Previous studies in cancer research have implied that disruption of normal wave dynamics can promote cancerous phenotypes, similar to the dynamics observed in the current study. In addition to this, the understanding of macropinocytosis by waves, an important mechanism of nutrient absorption in growing cells and the recycling of receptors on the cell surface, can consequently help in understanding cancer cells.
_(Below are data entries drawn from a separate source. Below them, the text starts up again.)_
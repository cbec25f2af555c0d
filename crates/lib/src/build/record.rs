//! Package records: what the engine hands to the package database and the
//! archive writer after a successful build.

use std::collections::BTreeSet;
use std::fs;
use std::os::unix::fs::PermissionsExt;
use std::path::{Path, PathBuf};

use serde::{Deserialize, Serialize};
use thiserror::Error;
use walkdir::WalkDir;

use crate::arch::Arch;
use crate::definition::PackageDefinition;
use crate::util::hash::{DirHashError, hash_directory, hash_file};

#[derive(Debug, Error)]
pub enum RecordError {
  #[error("failed to walk package tree: {message}")]
  Walk { message: String },

  #[error("failed to read {path}: {source}")]
  Read {
    path: PathBuf,
    #[source]
    source: std::io::Error,
  },

  #[error(transparent)]
  Hash(#[from] DirHashError),
}

#[derive(Debug, Clone, Copy, PartialEq, Eq, Serialize, Deserialize)]
#[serde(rename_all = "lowercase")]
pub enum FileKind {
  File,
  Dir,
  Symlink,
}

/// One entry of the package tree, rooted at `PKG_DIR`.
#[derive(Debug, Clone, PartialEq, Eq, Serialize, Deserialize)]
pub struct FileEntry {
  /// `/`-separated path relative to the package root.
  pub path: String,
  pub kind: FileKind,
  pub mode: u32,
  #[serde(default, skip_serializing_if = "Option::is_none")]
  pub size: Option<u64>,
  #[serde(default, skip_serializing_if = "Option::is_none")]
  pub sha256: Option<String>,
  #[serde(default, skip_serializing_if = "Option::is_none")]
  pub target: Option<String>,
}

#[derive(Debug, Clone, PartialEq, Eq, Serialize, Deserialize)]
pub struct PackageRecord {
  pub name: String,
  pub version: String,
  pub arch: Arch,
  #[serde(default, skip_serializing_if = "Option::is_none")]
  pub description: Option<String>,
  #[serde(default, skip_serializing_if = "Option::is_none")]
  pub url: Option<String>,
  #[serde(default, skip_serializing_if = "Option::is_none")]
  pub license: Option<String>,
  pub maintainers: Vec<String>,
  pub dev: bool,
  pub provides: BTreeSet<String>,
  pub dependencies: Vec<String>,
  pub build_dependencies: Vec<String>,
  pub optional_dependencies: Vec<String>,
  pub conflicts: Vec<String>,
  pub replaces: Vec<String>,
  pub pkg_dir: PathBuf,
  pub files: Vec<FileEntry>,
  pub tree_sha256: String,
}

impl PackageRecord {
  /// Builds the record for a staged tree.
  pub fn collect(definition: &PackageDefinition, version: &str, arch: Arch, pkg_dir: &Path) -> Result<Self, RecordError> {
    Ok(Self {
      name: definition.name.clone(),
      version: version.to_string(),
      arch,
      description: definition.description.clone(),
      url: definition.url.clone(),
      license: definition.license.clone(),
      maintainers: definition.maintainers.clone(),
      dev: definition.dev,
      provides: definition.provides.clone(),
      dependencies: definition.dependencies.clone(),
      build_dependencies: definition.build_dependencies.clone(),
      optional_dependencies: definition.optional_dependencies.clone(),
      conflicts: definition.conflicts.clone(),
      replaces: definition.replaces.clone(),
      pkg_dir: pkg_dir.to_path_buf(),
      files: manifest(pkg_dir)?,
      tree_sha256: hash_directory(pkg_dir)?.0,
    })
  }

  /// `<name>-<version>-<arch>.json`
  pub fn file_name(&self) -> String {
    format!("{}-{}-{}.json", self.name, self.version, self.arch)
  }
}

fn manifest(root: &Path) -> Result<Vec<FileEntry>, RecordError> {
  let mut files = Vec::new();
  for entry in WalkDir::new(root).min_depth(1).sort_by_file_name() {
    let entry = entry.map_err(|e| RecordError::Walk { message: e.to_string() })?;
    let path = entry.path();
    let read_err = |source| RecordError::Read {
      path: path.to_path_buf(),
      source,
    };
    let meta = entry.metadata().map_err(|e| RecordError::Walk { message: e.to_string() })?;
    let rel = path
      .strip_prefix(root)
      .unwrap_or(path)
      .components()
      .map(|c| c.as_os_str().to_string_lossy())
      .collect::<Vec<_>>()
      .join("/");

    let file_type = entry.file_type();
    let (kind, size, sha256, target) = if file_type.is_symlink() {
      let target = fs::read_link(path).map_err(read_err)?;
      (FileKind::Symlink, None, None, Some(target.to_string_lossy().into_owned()))
    } else if file_type.is_dir() {
      (FileKind::Dir, None, None, None)
    } else if file_type.is_file() {
      let digest = hash_file(path).map_err(read_err)?;
      (FileKind::File, Some(meta.len()), Some(digest.0), None)
    } else {
      continue;
    };

    files.push(FileEntry {
      path: rel,
      kind,
      mode: meta.permissions().mode() & 0o7777,
      size,
      sha256,
      target,
    });
  }
  Ok(files)
}
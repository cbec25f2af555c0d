//! Per-build directories under the work root.
//!
//! Every (definition × arch) build gets `work_root/<name>-<arch>-<id>/` with
//! `src/` and `pkg/` inside. The id is fresh per build, so concurrent builds of
//! the same package never share a directory.

use std::fs;
use std::io;
use std::path::{Path, PathBuf};

use tracing::{debug, warn};

use super::BuildContext;
use crate::arch::Arch;
use crate::consts::WORKSPACE_ID_LEN;

const SRC_DIR_NAME: &str = "src";
const PKG_DIR_NAME: &str = "pkg";

#[derive(Debug, Clone, PartialEq, Eq)]
pub struct Workspace {
  root: PathBuf,
  src_dir: PathBuf,
  pkg_dir: PathBuf,
}

impl Workspace {
  /// Creates a fresh workspace. The returned paths are canonical.
  pub fn create(work_root: &Path, name: &str, arch: Arch) -> io::Result<Self> {
    fs::create_dir_all(work_root)?;
    let work_root = dunce::canonicalize(work_root)?;

    let root = tempfile::Builder::new()
      .prefix(&format!("{name}-{arch}-"))
      .rand_bytes(WORKSPACE_ID_LEN)
      .tempdir_in(&work_root)?
      .keep();

    let src_dir = root.join(SRC_DIR_NAME);
    let pkg_dir = root.join(PKG_DIR_NAME);
    fs::create_dir(&src_dir)?;
    fs::create_dir(&pkg_dir)?;
    debug!(path = %root.display(), "created workspace");
    Ok(Self { root, src_dir, pkg_dir })
  }

  pub fn root(&self) -> &Path {
    &self.root
  }

  pub fn src_dir(&self) -> &Path {
    &self.src_dir
  }

  pub fn pkg_dir(&self) -> &Path {
    &self.pkg_dir
  }

  pub fn context(&self, arch: Arch) -> BuildContext {
    BuildContext::new(arch, &self.src_dir, &self.pkg_dir)
  }

  /// Whether `pkg/` holds nothing at all.
  pub fn is_package_empty(&self) -> io::Result<bool> {
    Ok(fs::read_dir(&self.pkg_dir)?.next().is_none())
  }

  pub fn remove(&self) {
    remove_tree(&self.root);
  }

  pub fn remove_sources(&self) {
    remove_tree(&self.src_dir);
  }
}

fn remove_tree(path: &Path) {
  match fs::remove_dir_all(path) {
    Ok(()) => debug!(path = %path.display(), "removed"),
    Err(e) if e.kind() == io::ErrorKind::NotFound => {}
    Err(e) => warn!(path = %path.display(), error = %e, "failed to remove build directory"),
  }
}
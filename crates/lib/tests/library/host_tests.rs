//! Host API behaviour observed through whole builds.

use std::fs;

use buildpkg_lib::arch::Arch;
use buildpkg_lib::build::{ArchSelection, BuildOutcome, Engine, Phase};
use buildpkg_lib::error::ErrorKind;
use tempfile::TempDir;

use super::common::{engine, engine_config, request, sha256_hex, single, tarball};

const X86: ArchSelection = ArchSelection::Arch(Arch::X86_64);

fn definition(prepare: &str) -> String {
  format!(
    "INFO = {{ name = 'fetched', arch = {{ 'x86_64' }} }}\n\
     function PREPARE()\n{prepare}\nend\n\
     function PACKAGE() copy('out', '/opt/fetched') end\n"
  )
}

mod download {
  use super::*;

  #[tokio::test(flavor = "multi_thread")]
  async fn verified_download_unpacks_and_is_cached() {
    let mut server = mockito::Server::new_async().await;
    let archive = tarball(&[("tool/README", &b"docs"[..])]);
    let digest = sha256_hex(&archive);
    let mock = server
      .mock("GET", "/tool-1.0.tar")
      .with_body(archive)
      .expect(1)
      .create_async()
      .await;

    let temp = TempDir::new().unwrap();
    let prepare = format!(
      "local path = download('{}/tool-1.0.tar', 'dl/', '{digest}')\n\
       assert(path == SRC_DIR .. '/dl/tool-1.0.tar', path)\n\
       unpack_tarball('dl/tool-1.0.tar', 'out')",
      server.url()
    );
    let report = engine(temp.path()).build(request(&definition(&prepare), X86)).await.unwrap();
    let BuildOutcome::Packaged(record) = single(report) else {
      panic!("expected a package");
    };
    assert_eq!(
      fs::read_to_string(record.pkg_dir.join("opt/fetched/tool/README")).unwrap(),
      "docs"
    );
    assert!(temp.path().join("cache/sha256").join(&digest).exists());

    // The second build is served from the cache.
    let report = engine(temp.path()).build(request(&definition(&prepare), X86)).await.unwrap();
    assert!(report.is_success());
    mock.assert_async().await;
  }

  #[tokio::test(flavor = "multi_thread")]
  async fn checksum_mismatch_fails_prepare_with_empty_package() {
    let mut server = mockito::Server::new_async().await;
    server
      .mock("GET", "/src.tar")
      .with_body("not what you expected")
      .create_async()
      .await;

    let temp = TempDir::new().unwrap();
    let mut config = engine_config(temp.path());
    config.preserve_failed = true;
    let prepare = format!(
      "download('{}/src.tar', 'src.tar', '{}')",
      server.url(),
      "0".repeat(64)
    );
    let report = Engine::new(config)
      .unwrap()
      .build(request(&definition(&prepare), X86))
      .await
      .unwrap();
    let BuildOutcome::Failed(failure) = single(report) else {
      panic!("expected a failure");
    };
    assert_eq!(failure.phase, Some(Phase::Prepare));
    assert_eq!(failure.kind, ErrorKind::Io);

    let workspace = failure.workspace.unwrap();
    assert_eq!(fs::read_dir(workspace.join("pkg")).unwrap().count(), 0);
    assert!(!workspace.join("src/src.tar").exists());
  }

  #[tokio::test(flavor = "multi_thread")]
  async fn http_error_is_network_error() {
    let mut server = mockito::Server::new_async().await;
    server
      .mock("GET", "/missing.tar")
      .with_status(404)
      .create_async()
      .await;

    let temp = TempDir::new().unwrap();
    let prepare = format!("download('{}/missing.tar', 'missing.tar')", server.url());
    let report = engine(temp.path()).build(request(&definition(&prepare), X86)).await.unwrap();
    let BuildOutcome::Failed(failure) = single(report) else {
      panic!("expected a failure");
    };
    assert_eq!(failure.kind, ErrorKind::Network);
    assert!(failure.message.contains("404"), "{}", failure.message);
  }
}

mod pure {
  use super::*;

  async fn run_prepare(prepare: &str) -> BuildOutcome {
    let temp = TempDir::new().unwrap();
    let body = format!("{prepare}\nfile_save('out/ok', 'ok')");
    single(engine(temp.path()).build(request(&definition(&body), X86)).await.unwrap())
  }

  #[tokio::test(flavor = "multi_thread")]
  async fn digests_agree() {
    let outcome = run_prepare(
      "file_save('data', 'payload')\n\
       local a = sha256sum_string('payload')\n\
       assert(a == sha256sum_string('payload'))\n\
       assert(a == sha256sum_file('data'))\n\
       assert(#a == 64 and a == a:lower())\n\
       assert(verify_sha256('data', a:upper()))",
    )
    .await;
    assert!(matches!(outcome, BuildOutcome::Packaged(_)), "{outcome:?}");
  }

  #[tokio::test(flavor = "multi_thread")]
  async fn regex_no_match_vs_bad_pattern() {
    let outcome = run_prepare("assert(#regex_match('abc', 'x(y)') == 0)").await;
    assert!(matches!(outcome, BuildOutcome::Packaged(_)), "{outcome:?}");

    let BuildOutcome::Failed(failure) = run_prepare("regex_match('abc', '(')").await else {
      panic!("expected a failure");
    };
    assert_eq!(failure.kind, ErrorKind::Pattern);
  }

  #[tokio::test(flavor = "multi_thread")]
  async fn exec_runs_with_build_environment() {
    let outcome = run_prepare(
      "local out = exec('printf %s \"$ARCH:$LANG\"')\n\
       assert(out == 'x86_64:C', out)\n\
       assert(exec('pwd') == SRC_DIR)",
    )
    .await;
    assert!(matches!(outcome, BuildOutcome::Packaged(_)), "{outcome:?}");
  }

  #[tokio::test(flavor = "multi_thread")]
  async fn exec_failure_is_runtime_error() {
    let BuildOutcome::Failed(failure) = run_prepare("exec('exit 3')").await else {
      panic!("expected a failure");
    };
    assert_eq!(failure.kind, ErrorKind::Runtime);
  }
}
"Now that we have a better understanding of these waves, if we can control their dynamics, in principle we can help prevent or discover paths towards cancer cells, while using and developing mechanisms that until now were not necessarily at the forefront", say Yoglis and Gov.
Dr. Eric Burnit was a guest at the Weizmann Institute for the joint research. Another researcher and author of the article is Prof. Hans-Gunther Dobreiner who was the supervisor of Dr. Eric Bernit for his PhD from the University of Bremen in Germany, in whose laboratory the experiments were carried out.
The research was supported by the Adelis Foundation, Israel's Ministry of National Infrastructure, Energy and Water and the German Scientist Exchange Service.